## Records provided
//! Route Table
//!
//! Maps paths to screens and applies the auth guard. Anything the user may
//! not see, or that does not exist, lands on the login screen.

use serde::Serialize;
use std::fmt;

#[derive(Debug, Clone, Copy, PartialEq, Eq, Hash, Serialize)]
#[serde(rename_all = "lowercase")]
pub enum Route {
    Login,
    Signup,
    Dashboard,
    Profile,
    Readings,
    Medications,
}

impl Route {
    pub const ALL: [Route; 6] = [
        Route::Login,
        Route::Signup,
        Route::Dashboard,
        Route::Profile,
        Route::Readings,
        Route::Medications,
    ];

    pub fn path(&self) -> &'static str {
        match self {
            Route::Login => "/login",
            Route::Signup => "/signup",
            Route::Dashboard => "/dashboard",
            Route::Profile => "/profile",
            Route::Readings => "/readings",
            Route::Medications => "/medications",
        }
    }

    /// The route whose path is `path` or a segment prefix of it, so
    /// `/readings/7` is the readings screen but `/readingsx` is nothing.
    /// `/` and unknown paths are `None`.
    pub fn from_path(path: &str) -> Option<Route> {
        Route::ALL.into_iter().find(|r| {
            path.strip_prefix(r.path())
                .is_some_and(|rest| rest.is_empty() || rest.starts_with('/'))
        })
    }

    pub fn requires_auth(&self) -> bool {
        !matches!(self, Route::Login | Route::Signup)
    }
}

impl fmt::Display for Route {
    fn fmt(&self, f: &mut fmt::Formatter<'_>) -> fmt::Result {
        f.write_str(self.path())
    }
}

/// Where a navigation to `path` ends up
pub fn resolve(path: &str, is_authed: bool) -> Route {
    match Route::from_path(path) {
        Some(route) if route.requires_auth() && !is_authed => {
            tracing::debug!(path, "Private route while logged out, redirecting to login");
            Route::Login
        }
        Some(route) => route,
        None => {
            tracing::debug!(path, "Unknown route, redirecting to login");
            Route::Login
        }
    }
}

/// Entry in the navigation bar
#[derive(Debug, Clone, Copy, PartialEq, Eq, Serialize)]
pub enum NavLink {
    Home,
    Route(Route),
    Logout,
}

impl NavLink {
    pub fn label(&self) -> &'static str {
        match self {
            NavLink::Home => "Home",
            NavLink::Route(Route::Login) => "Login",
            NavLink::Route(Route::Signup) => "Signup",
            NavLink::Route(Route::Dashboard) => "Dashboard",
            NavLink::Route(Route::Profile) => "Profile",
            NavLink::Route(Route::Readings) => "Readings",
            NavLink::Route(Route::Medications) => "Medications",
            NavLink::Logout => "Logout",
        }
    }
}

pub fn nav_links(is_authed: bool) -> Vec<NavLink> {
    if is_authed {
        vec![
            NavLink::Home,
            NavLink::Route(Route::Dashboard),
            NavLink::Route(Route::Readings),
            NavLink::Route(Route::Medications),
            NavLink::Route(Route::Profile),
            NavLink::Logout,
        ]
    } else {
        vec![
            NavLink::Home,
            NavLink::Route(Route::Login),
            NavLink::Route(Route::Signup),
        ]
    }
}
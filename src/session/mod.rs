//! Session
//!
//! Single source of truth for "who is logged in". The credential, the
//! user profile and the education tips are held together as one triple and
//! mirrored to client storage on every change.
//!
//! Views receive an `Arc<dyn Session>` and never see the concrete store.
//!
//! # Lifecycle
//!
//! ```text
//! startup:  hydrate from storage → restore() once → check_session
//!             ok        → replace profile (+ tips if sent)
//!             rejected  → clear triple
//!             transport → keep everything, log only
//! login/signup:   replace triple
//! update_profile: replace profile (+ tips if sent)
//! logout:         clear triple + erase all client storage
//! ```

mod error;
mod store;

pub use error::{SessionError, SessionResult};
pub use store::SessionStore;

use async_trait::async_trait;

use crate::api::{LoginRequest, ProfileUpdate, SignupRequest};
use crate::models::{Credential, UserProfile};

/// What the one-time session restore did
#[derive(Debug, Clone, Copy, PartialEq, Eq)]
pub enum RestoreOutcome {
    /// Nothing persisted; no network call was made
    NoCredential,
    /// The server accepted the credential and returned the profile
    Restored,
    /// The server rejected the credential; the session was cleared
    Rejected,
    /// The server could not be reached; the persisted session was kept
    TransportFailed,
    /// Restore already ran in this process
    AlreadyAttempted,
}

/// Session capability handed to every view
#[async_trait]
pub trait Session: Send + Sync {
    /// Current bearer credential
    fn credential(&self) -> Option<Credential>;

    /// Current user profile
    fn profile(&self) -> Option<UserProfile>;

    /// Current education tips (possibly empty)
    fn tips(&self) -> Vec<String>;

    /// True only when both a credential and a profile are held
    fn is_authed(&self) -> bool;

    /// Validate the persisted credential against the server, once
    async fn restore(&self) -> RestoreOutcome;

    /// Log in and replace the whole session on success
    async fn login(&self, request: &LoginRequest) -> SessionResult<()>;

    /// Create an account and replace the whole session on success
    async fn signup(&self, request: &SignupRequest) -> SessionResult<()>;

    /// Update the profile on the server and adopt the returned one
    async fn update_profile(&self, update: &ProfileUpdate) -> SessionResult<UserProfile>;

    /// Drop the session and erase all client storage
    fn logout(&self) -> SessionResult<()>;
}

## Problem description
What lines in the data hold the word "triple"? Return them.

## Exercise solution
//! user profile and the education tips are held together as one triple and
//!             rejected  → clear triple
//! login/signup:   replace triple
//! logout:         clear triple + erase all client storage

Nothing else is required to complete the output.